§ Work to complete
Look through the data below and, wherever a line carries the word "static", please copy that line.

====================

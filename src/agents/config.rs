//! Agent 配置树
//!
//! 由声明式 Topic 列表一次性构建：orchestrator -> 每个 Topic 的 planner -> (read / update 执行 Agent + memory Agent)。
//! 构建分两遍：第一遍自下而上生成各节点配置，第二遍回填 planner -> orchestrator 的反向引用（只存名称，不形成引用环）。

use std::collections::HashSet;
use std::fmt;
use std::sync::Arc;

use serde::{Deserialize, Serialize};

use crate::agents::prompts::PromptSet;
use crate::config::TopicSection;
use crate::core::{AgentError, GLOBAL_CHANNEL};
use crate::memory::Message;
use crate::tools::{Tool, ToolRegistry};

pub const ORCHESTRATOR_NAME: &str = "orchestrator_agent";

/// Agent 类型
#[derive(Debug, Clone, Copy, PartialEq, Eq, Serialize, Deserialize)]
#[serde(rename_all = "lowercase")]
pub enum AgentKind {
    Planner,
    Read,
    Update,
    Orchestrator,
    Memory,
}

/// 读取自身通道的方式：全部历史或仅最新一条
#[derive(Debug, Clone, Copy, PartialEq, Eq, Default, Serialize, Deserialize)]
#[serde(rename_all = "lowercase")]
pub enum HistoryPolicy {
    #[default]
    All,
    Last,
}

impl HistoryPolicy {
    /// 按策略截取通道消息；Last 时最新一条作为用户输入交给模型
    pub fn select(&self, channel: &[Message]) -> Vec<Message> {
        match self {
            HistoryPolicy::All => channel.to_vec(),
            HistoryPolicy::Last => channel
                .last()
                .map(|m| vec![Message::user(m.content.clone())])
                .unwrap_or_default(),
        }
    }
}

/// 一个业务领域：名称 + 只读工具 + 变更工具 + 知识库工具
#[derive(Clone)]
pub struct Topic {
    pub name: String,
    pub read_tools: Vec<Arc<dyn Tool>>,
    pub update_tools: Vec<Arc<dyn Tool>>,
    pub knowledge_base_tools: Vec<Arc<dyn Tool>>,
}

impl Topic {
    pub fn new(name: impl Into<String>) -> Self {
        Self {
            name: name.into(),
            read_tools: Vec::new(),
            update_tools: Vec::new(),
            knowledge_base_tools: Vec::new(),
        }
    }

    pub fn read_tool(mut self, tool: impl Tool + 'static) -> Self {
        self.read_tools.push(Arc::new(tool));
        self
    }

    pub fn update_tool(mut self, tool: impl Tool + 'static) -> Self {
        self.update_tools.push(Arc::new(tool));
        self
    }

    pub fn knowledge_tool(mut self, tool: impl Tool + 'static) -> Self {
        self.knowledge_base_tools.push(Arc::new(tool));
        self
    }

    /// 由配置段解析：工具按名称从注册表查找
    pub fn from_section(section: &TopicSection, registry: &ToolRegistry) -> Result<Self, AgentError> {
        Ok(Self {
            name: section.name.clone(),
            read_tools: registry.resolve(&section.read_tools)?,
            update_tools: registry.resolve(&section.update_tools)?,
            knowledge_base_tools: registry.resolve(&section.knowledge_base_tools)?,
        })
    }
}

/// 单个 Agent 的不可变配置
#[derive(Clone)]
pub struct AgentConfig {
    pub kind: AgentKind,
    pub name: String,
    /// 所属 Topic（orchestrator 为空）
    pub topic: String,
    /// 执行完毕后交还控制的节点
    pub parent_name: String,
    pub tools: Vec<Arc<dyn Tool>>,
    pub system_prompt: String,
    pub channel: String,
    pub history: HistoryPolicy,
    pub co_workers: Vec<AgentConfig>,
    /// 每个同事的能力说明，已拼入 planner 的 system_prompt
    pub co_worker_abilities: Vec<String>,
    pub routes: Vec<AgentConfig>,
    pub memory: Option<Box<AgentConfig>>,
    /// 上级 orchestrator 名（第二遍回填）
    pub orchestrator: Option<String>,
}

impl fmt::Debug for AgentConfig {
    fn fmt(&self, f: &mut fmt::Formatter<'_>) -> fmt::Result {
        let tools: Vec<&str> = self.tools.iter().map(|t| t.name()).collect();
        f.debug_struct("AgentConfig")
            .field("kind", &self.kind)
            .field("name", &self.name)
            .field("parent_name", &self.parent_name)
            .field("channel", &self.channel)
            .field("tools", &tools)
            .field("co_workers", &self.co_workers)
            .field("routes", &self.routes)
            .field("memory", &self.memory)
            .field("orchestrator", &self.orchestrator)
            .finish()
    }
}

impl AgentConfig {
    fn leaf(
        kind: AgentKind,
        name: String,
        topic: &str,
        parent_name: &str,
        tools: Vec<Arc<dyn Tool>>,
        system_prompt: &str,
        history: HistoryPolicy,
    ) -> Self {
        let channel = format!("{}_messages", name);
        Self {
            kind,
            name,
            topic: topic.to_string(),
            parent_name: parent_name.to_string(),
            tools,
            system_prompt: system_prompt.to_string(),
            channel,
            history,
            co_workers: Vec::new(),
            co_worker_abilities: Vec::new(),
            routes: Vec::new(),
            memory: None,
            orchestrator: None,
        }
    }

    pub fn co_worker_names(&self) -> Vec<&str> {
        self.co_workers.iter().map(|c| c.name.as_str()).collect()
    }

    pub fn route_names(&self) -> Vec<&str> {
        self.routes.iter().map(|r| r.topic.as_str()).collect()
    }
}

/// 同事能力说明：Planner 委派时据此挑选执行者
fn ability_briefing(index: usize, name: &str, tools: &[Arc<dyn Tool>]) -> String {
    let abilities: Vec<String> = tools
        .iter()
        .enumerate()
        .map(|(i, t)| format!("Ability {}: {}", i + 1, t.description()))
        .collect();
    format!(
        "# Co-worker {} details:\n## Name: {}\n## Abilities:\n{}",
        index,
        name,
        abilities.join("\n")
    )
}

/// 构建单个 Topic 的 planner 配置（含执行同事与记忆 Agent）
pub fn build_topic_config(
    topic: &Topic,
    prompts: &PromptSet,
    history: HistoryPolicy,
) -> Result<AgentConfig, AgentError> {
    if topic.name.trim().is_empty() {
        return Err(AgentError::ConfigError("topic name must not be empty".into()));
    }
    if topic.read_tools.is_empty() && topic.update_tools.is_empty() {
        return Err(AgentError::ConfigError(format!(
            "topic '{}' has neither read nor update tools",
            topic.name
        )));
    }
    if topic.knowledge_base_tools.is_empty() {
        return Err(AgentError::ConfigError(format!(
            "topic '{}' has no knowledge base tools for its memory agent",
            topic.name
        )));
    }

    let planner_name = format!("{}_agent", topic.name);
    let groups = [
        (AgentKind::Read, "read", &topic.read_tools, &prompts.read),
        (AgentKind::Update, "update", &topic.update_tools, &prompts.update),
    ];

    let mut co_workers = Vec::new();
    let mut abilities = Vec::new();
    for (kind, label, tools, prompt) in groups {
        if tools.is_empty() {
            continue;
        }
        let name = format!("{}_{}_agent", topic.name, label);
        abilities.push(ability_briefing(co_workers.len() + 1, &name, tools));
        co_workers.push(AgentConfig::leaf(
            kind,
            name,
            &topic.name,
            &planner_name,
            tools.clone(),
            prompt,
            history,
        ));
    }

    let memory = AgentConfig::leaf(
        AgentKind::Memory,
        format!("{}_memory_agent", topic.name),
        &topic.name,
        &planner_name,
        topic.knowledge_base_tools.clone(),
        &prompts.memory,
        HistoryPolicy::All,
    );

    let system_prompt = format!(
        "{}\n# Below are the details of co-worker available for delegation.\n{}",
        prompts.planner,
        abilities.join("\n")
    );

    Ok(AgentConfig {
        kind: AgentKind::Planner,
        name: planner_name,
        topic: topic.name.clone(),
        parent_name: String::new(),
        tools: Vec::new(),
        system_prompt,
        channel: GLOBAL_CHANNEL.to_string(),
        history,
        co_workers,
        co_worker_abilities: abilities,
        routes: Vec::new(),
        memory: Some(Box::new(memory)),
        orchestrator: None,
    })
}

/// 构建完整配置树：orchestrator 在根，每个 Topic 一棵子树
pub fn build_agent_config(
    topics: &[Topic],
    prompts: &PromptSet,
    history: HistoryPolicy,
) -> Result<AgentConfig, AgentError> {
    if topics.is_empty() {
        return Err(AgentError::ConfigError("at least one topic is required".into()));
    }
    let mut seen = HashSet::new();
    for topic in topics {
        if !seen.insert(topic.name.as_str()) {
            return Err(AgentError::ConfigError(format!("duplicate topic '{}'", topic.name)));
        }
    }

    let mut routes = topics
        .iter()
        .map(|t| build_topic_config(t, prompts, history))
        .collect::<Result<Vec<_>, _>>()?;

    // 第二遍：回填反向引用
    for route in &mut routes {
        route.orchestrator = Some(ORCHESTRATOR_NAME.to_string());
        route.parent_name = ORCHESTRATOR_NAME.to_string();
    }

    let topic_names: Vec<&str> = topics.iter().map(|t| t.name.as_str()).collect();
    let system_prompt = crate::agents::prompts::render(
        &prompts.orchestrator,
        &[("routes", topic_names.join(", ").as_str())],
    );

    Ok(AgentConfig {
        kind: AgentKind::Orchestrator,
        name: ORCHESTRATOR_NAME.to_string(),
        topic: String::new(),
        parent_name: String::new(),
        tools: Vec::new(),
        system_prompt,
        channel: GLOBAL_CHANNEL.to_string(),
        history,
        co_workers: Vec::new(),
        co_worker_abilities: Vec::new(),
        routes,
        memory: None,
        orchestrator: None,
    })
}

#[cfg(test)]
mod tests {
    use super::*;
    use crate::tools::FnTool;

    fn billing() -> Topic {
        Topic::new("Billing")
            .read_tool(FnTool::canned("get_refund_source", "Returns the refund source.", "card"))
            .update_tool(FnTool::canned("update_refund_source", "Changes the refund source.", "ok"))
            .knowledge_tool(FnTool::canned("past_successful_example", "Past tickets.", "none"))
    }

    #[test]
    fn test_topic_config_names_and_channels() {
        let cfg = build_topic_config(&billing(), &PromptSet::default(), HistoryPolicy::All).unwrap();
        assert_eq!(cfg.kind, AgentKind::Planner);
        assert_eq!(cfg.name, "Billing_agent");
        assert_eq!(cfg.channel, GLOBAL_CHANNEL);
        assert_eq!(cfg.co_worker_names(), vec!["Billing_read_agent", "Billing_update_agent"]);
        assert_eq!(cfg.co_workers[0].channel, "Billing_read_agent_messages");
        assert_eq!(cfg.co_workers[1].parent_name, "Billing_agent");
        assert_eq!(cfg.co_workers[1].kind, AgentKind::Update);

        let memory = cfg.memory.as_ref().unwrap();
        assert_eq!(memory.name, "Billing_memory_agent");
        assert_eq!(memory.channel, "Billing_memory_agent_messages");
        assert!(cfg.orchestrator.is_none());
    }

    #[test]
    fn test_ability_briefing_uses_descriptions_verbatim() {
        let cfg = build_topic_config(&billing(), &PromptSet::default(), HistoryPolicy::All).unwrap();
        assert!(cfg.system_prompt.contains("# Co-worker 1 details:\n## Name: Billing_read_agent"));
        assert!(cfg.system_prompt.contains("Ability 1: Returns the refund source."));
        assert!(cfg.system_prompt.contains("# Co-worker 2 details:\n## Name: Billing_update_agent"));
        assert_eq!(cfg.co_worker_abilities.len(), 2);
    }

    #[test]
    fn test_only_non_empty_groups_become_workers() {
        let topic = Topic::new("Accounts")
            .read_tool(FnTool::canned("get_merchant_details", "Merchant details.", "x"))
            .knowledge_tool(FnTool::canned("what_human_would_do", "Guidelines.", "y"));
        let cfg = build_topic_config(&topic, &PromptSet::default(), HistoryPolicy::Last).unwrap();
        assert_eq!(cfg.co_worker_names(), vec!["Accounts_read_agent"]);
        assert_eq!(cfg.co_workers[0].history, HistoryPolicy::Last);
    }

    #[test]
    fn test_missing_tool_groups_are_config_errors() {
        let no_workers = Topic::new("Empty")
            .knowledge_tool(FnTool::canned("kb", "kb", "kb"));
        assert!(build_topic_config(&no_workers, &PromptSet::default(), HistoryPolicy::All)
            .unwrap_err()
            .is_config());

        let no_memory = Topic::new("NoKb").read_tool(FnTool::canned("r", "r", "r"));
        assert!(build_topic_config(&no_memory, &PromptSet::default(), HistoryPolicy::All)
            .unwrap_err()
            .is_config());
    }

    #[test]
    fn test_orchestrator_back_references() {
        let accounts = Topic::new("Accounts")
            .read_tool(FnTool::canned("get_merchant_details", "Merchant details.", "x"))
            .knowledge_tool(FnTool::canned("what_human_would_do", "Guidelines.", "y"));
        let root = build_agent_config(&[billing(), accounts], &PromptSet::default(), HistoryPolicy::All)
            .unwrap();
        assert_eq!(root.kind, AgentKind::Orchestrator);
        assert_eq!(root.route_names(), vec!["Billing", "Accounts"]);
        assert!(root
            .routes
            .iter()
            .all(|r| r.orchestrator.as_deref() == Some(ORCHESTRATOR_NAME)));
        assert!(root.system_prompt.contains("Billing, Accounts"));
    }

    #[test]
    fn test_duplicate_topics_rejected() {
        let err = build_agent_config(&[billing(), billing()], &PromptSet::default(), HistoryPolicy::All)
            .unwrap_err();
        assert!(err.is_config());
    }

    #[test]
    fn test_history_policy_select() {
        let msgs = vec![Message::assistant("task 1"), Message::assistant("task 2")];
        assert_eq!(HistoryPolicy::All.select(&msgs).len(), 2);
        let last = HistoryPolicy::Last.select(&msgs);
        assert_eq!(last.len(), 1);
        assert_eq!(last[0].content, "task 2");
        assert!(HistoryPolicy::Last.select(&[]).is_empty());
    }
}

====================

§ Solution for this problem
    pub fn read_tool(mut self, tool: impl Tool + 'static) -> Self {
    pub fn update_tool(mut self, tool: impl Tool + 'static) -> Self {
    pub fn knowledge_tool(mut self, tool: impl Tool + 'static) -> Self {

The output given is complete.